Another historic event for Pom was the annual blood match between Malton and Pickering. Pom’s sister Rachel was a close friend of the Pickering skipper to whom she suggested Pom to strengthen their batting. The offer was taken up and Pom scored a century on the day. The next year he was called on again, but unfortunately Malton had strengthened their hand too. Pom’s heart sank as he recognised Yorkshire and England Bowler Wilfred Rhodes being handed the ball. Needless to say, Pom did not make many runs on that occasion.
Until his untimely death, Jack looked after the YG’s with energy and care. He developed the colts to bring on the next generations of YG’s, but he also cared for the old timers whom I recognised as such when first playing with the YG’s because they would always attempt to stop the ball with their foot and then, after bending down to pick it up, throw it back to the keeper underarm. I don’t suppose such people get a chance these days.
Pom was an enthusiastic coach for me and brother Dick. One day he saw us playing on the lawn at home. He was disappointed by our rather feeble attempts to play a square cut so he came out to show us how it should be done. I offered up a ball outside the off stump which he clipped with some style through the closed sitting room window. What a lesson!
After one YG match, Pom and Jack and a couple of others had been celebrating in York. I think Jack was driving when, unfortunately, he collided with some cast iron railings at Clifton Green. An overlooking bedroom window went up and a gentleman with a large moustache demanded to know what was going on. He was recognised by both solicitors as York’s chief constable, but Jack called up, ‘Can you tell us when the walruses feed’. Legal skills were needed in the following weeks to avoid further trouble.

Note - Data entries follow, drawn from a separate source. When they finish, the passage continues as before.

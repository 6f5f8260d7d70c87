/*
 * ******************************************************************************************
 * Copyright (c) 2020 Pascal Kuthe. This file is part of the VACFA project.
 * It is subject to the license terms in the LICENSE file found in the top-level directory
 *  of this distribution and at  https://gitlab.com/DSPOM/VACFA/blob/master/LICENSE.
 *  No part of VACFA, including this file, may be copied, modified, propagated, or
 *  distributed except according to the terms contained in the LICENSE file.
 * *****************************************************************************************
 */

use super::ControlFlow;
use crate::fexpr::Features;
use crate::ir::ast::{Conditional, NodeKind, Opt};
use crate::ir::{Ast, AstBuilder, AstEnv, NodeId};

fn init_log() {
    let _ = fern::Dispatch::new()
        .format(|out, message, _record| out.finish(*message))
        .level(log::LevelFilter::Debug)
        .chain(std::io::stderr())
        .apply();
}

struct Fixture {
    ast: Ast,
    env: AstEnv,
    feats: Features,
    function: NodeId,
}

impl Fixture {
    fn new(build: AstBuilder, function: NodeId, feats: Features) -> Self {
        let ast = build.finish();
        let mut feats = feats;
        let env = AstEnv::build(&ast, function, &mut feats);
        Self {
            ast,
            env,
            feats,
            function,
        }
    }

    fn cfg(&mut self) -> ControlFlow<'_> {
        ControlFlow::new(&self.ast, &self.env, &mut self.feats)
    }
}

fn assert_consistent(fixture: &mut Fixture) {
    let function = fixture.function;
    let mut cfg = fixture.cfg();
    let diagnostics = cfg.compare_succ_with_pred(function);
    assert!(
        diagnostics.is_empty(),
        "cfg is asymmetric: {:?}",
        diagnostics
    );
}

#[test]
fn for_loop() {
    init_log();
    // int run() { for (i = 0; i < N; i++) { s += i; } return; }
    let mut build = AstBuilder::new();
    let i1 = build.id("i");
    let zero = build.constant("0");
    let init = build.assign(i1, zero);
    let i2 = build.id("i");
    let n = build.id("N");
    let cond = build.binary(i2, "<", n);
    let i3 = build.id("i");
    let inc = build.post_inc(i3);
    let s = build.id("s");
    let i4 = build.id("i");
    let add = build.assign_op(s, "+=", i4);
    let body_stmt = build.expr_stmt(add);
    let body = build.block(&[body_stmt]);
    let for_stmt = build.for_stmt(Some(init), Some(cond), Some(inc), body);
    let after = build.return_stmt(None);
    let fn_body = build.block(&[for_stmt, after]);
    let (function, _) = build.function_def("run", fn_body);

    let mut fixture = Fixture::new(build, function, Features::new());
    let mut cfg = fixture.cfg();

    assert_eq!(cfg.succ(function), vec![init]);
    assert_eq!(cfg.succ(init), vec![cond]);

    let cond_succ = cfg.succ(cond);
    assert!(cond_succ.contains(&body_stmt), "{:?}", cond_succ);
    assert!(cond_succ.contains(&after), "{:?}", cond_succ);
    assert_eq!(cond_succ.len(), 2);

    assert_eq!(cfg.succ(body_stmt), vec![inc]);
    assert_eq!(cfg.succ(inc), vec![cond]);
    assert!(cfg.pred(inc).contains(&body_stmt));
    assert_eq!(cfg.pred(body_stmt), vec![cond]);
    assert_eq!(cfg.pred(after), vec![cond]);
    // the exit sentinel collects the return
    assert_eq!(cfg.pred(function), vec![after]);
    assert_eq!(cfg.succ(after), vec![function]);

    drop(cfg);
    assert_consistent(&mut fixture);
}

#[test]
fn succ_is_idempotent() {
    init_log();
    let mut build = AstBuilder::new();
    let c = build.id("c");
    let t = build.return_stmt(None);
    let e = build.return_stmt(None);
    let if_stmt = build.if_stmt(c, t, Some(e));
    let fn_body = build.block(&[if_stmt]);
    let (function, _) = build.function_def("run", fn_body);

    let mut fixture = Fixture::new(build, function, Features::new());
    let mut cfg = fixture.cfg();

    let first = cfg.succ(c);
    let second = cfg.succ(c);
    assert_eq!(first, second);
    let first = cfg.pred(t);
    let second = cfg.pred(t);
    assert_eq!(first, second);
}

#[test]
fn switch_fall_through() {
    init_log();
    // int run() { switch (x) { case 1: a(); case 2: b(); break; default: c(); } return; }
    let mut build = AstBuilder::new();
    let x = build.id("x");
    let one = build.constant("1");
    let a = build.id("a");
    let a_call = build.call(a, vec![]);
    let a_stmt = build.expr_stmt(a_call);
    let case1 = build.case_stmt(one, Some(a_stmt));
    let two = build.constant("2");
    let b = build.id("b");
    let b_call = build.call(b, vec![]);
    let b_stmt = build.expr_stmt(b_call);
    let case2 = build.case_stmt(two, Some(b_stmt));
    let brk = build.break_stmt();
    let c = build.id("c");
    let c_call = build.call(c, vec![]);
    let c_stmt = build.expr_stmt(c_call);
    let default = build.default_stmt(Some(c_stmt));
    let body = build.block(&[case1, case2, brk, default]);
    let switch = build.switch_stmt(x, body);
    let after = build.return_stmt(None);
    let fn_body = build.block(&[switch, after]);
    let (function, _) = build.function_def("run", fn_body);

    let mut fixture = Fixture::new(build, function, Features::new());
    let mut cfg = fixture.cfg();

    // the switch dispatches onto every label
    assert_eq!(cfg.succ(x), vec![case1, case2, default]);

    // fall through chains
    assert_eq!(cfg.succ(case1), vec![a_stmt]);
    assert_eq!(cfg.succ(a_stmt), vec![case2]);
    assert_eq!(cfg.succ(b_stmt), vec![brk]);
    assert_eq!(cfg.succ(brk), vec![after]);

    let case2_pred = cfg.pred(case2);
    assert!(case2_pred.contains(&x), "{:?}", case2_pred);
    assert!(case2_pred.contains(&a_stmt), "{:?}", case2_pred);

    // after the switch: the break and the default tail
    let after_pred = cfg.pred(after);
    assert!(after_pred.contains(&brk), "{:?}", after_pred);
    assert!(after_pred.contains(&c_stmt), "{:?}", after_pred);
    assert_eq!(after_pred.len(), 2);

    drop(cfg);
    assert_consistent(&mut fixture);
}

#[test]
fn goto_and_label() {
    init_log();
    // int run() { L: goto L; }
    let mut build = AstBuilder::new();
    let (label, _) = build.label_stmt("L");
    let (goto, _) = build.goto_stmt("L");
    let fn_body = build.block(&[label, goto]);
    let (function, _) = build.function_def("run", fn_body);

    let mut fixture = Fixture::new(build, function, Features::new());
    let mut cfg = fixture.cfg();

    assert_eq!(cfg.succ(goto), vec![label]);
    let label_pred = cfg.pred(label);
    assert!(label_pred.contains(&goto), "{:?}", label_pred);
    assert!(label_pred.contains(&function), "{:?}", label_pred);
    assert_eq!(cfg.succ(label), vec![goto]);

    // the function never falls through to its exit
    assert_eq!(cfg.pred(function), Vec::<NodeId>::new());

    drop(cfg);
    assert_consistent(&mut fixture);
}

#[test]
fn break_and_continue_scoping() {
    init_log();
    // int run() { while (c) { if (d) continue; break; } return; }
    let mut build = AstBuilder::new();
    let c = build.id("c");
    let d = build.id("d");
    let cont = build.continue_stmt();
    let if_stmt = build.if_stmt(d, cont, None);
    let brk = build.break_stmt();
    let body = build.block(&[if_stmt, brk]);
    let while_stmt = build.while_stmt(c, body);
    let after = build.return_stmt(None);
    let fn_body = build.block(&[while_stmt, after]);
    let (function, _) = build.function_def("run", fn_body);

    let mut fixture = Fixture::new(build, function, Features::new());
    let mut cfg = fixture.cfg();

    // continue re-enters the loop at its condition, break leaves it
    assert_eq!(cfg.succ(cont), vec![c]);
    assert_eq!(cfg.succ(brk), vec![after]);

    let c_succ = cfg.succ(c);
    assert!(c_succ.contains(&d), "{:?}", c_succ);
    assert!(c_succ.contains(&after), "{:?}", c_succ);
    // the break never shows up as a successor outside its loop
    assert!(!c_succ.contains(&brk));

    let c_pred = cfg.pred(c);
    assert!(c_pred.contains(&cont), "{:?}", c_pred);
    assert!(c_pred.contains(&function), "{:?}", c_pred);

    let d_succ = cfg.succ(d);
    assert!(d_succ.contains(&cont), "{:?}", d_succ);
    assert!(d_succ.contains(&brk), "{:?}", d_succ);

    drop(cfg);
    assert_consistent(&mut fixture);
}

#[test]
fn do_loop() {
    init_log();
    // int run() { do { b(); } while (c); return; }
    let mut build = AstBuilder::new();
    let b = build.id("b");
    let b_call = build.call(b, vec![]);
    let b_stmt = build.expr_stmt(b_call);
    let body = build.block(&[b_stmt]);
    let c = build.id("c");
    let do_stmt = build.do_stmt(body, c);
    let after = build.return_stmt(None);
    let fn_body = build.block(&[do_stmt, after]);
    let (function, _) = build.function_def("run", fn_body);

    let mut fixture = Fixture::new(build, function, Features::new());
    let mut cfg = fixture.cfg();

    // the body runs before the first condition check
    assert_eq!(cfg.succ(function), vec![b_stmt]);
    assert_eq!(cfg.succ(b_stmt), vec![c]);

    let c_succ = cfg.succ(c);
    assert!(c_succ.contains(&b_stmt), "{:?}", c_succ);
    assert!(c_succ.contains(&after), "{:?}", c_succ);

    let b_pred = cfg.pred(b_stmt);
    assert!(b_pred.contains(&function), "{:?}", b_pred);
    assert!(b_pred.contains(&c), "{:?}", b_pred);

    drop(cfg);
    assert_consistent(&mut fixture);
}

#[test]
fn elif_cascade() {
    init_log();
    // int run() { if (c) a(); else if (d) b(); else e(); return; }
    let mut build = AstBuilder::new();
    let c = build.id("c");
    let a = build.id("a");
    let a_call = build.call(a, vec![]);
    let a_stmt = build.expr_stmt(a_call);
    let d = build.id("d");
    let b = build.id("b");
    let b_call = build.call(b, vec![]);
    let b_stmt = build.expr_stmt(b_call);
    let elif = build.push(NodeKind::ElifStatement {
        condition: Conditional::one(d),
        then_branch: Conditional::one(b_stmt),
    });
    let e = build.id("e");
    let e_call = build.call(e, vec![]);
    let e_stmt = build.expr_stmt(e_call);
    let if_stmt = build.push(NodeKind::IfStatement {
        condition: Conditional::one(c),
        then_branch: Conditional::one(a_stmt),
        elifs: vec![Opt::always(elif)],
        else_branch: Some(Conditional::one(e_stmt)),
    });
    let after = build.return_stmt(None);
    let fn_body = build.block(&[if_stmt, after]);
    let (function, _) = build.function_def("run", fn_body);

    let mut fixture = Fixture::new(build, function, Features::new());
    let mut cfg = fixture.cfg();

    let c_succ = cfg.succ(c);
    assert!(c_succ.contains(&a_stmt), "{:?}", c_succ);
    assert!(c_succ.contains(&d), "{:?}", c_succ);
    assert_eq!(c_succ.len(), 2);

    let d_succ = cfg.succ(d);
    assert!(d_succ.contains(&b_stmt), "{:?}", d_succ);
    assert!(d_succ.contains(&e_stmt), "{:?}", d_succ);

    assert_eq!(cfg.pred(d), vec![c]);
    assert_eq!(cfg.pred(e_stmt), vec![d]);

    let after_pred = cfg.pred(after);
    assert!(after_pred.contains(&a_stmt), "{:?}", after_pred);
    assert!(after_pred.contains(&b_stmt), "{:?}", after_pred);
    assert!(after_pred.contains(&e_stmt), "{:?}", after_pred);
    assert_eq!(after_pred.len(), 3);

    drop(cfg);
    assert_consistent(&mut fixture);
}

#[test]
fn ifdef_alternatives() {
    init_log();
    // int run() {
    // #if A
    //     x = 1;
    // #else
    //     x = 2;
    // #endif
    //     return;
    // }
    let mut feats = Features::new();
    let a = feats.named_atom("A");
    let not_a = feats.not(a);

    let mut build = AstBuilder::new();
    let x1 = build.id("x");
    let one = build.constant("1");
    let assign1 = build.assign(x1, one);
    let s1 = build.expr_stmt(assign1);
    let x2 = build.id("x");
    let two = build.constant("2");
    let assign2 = build.assign(x2, two);
    let s2 = build.expr_stmt(assign2);
    let after = build.return_stmt(None);
    let fn_body = build.compound(vec![Opt::new(a, s1), Opt::new(not_a, s2), Opt::always(after)]);
    let (function, _) = build.function_def("run", fn_body);

    let mut fixture = Fixture::new(build, function, feats);
    let mut cfg = fixture.cfg();

    // both alternatives are entered, the disjunction covers every configuration
    assert_eq!(cfg.succ(function), vec![s1, s2]);

    // within one alternative the other arm is skipped
    assert_eq!(cfg.succ(s1), vec![after]);
    assert_eq!(cfg.succ(s2), vec![after]);

    let after_pred = cfg.pred(after);
    assert_eq!(after_pred, vec![s2, s1]);

    drop(cfg);
    assert_consistent(&mut fixture);
}

#[test]
fn optional_statement() {
    init_log();
    // int run() { a(); #if A b(); #endif c(); return; }
    let mut feats = Features::new();
    let a_feat = feats.named_atom("A");

    let mut build = AstBuilder::new();
    let a = build.id("a");
    let a_call = build.call(a, vec![]);
    let a_stmt = build.expr_stmt(a_call);
    let b = build.id("b");
    let b_call = build.call(b, vec![]);
    let b_stmt = build.expr_stmt(b_call);
    let c = build.id("c");
    let c_call = build.call(c, vec![]);
    let c_stmt = build.expr_stmt(c_call);
    let after = build.return_stmt(None);
    let fn_body = build.compound(vec![
        Opt::always(a_stmt),
        Opt::new(a_feat, b_stmt),
        Opt::always(c_stmt),
        Opt::always(after),
    ]);
    let (function, _) = build.function_def("run", fn_body);

    let mut fixture = Fixture::new(build, function, feats);
    let mut cfg = fixture.cfg();

    // the optional statement and the fall through past it
    let a_succ = cfg.succ(a_stmt);
    assert_eq!(a_succ, vec![b_stmt, c_stmt]);

    assert_eq!(cfg.succ(b_stmt), vec![c_stmt]);

    let c_pred = cfg.pred(c_stmt);
    assert_eq!(c_pred, vec![b_stmt, a_stmt]);

    drop(cfg);
    assert_consistent(&mut fixture);
}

On failing his final Solicitors exam in his early days at his uncle’s office, Pom was offered a job as car salesman, I think by the Atcherley brothers who lent him a Bugatti Straight Eight for a couple of weeks as a temptation. Uncle Charles, however, was having none of that and put him back to his law books.
I apologise if my ageing memory has distorted any of these tales, but I have written them as I remember them.
Paul Elmhirst
22nd November 2025.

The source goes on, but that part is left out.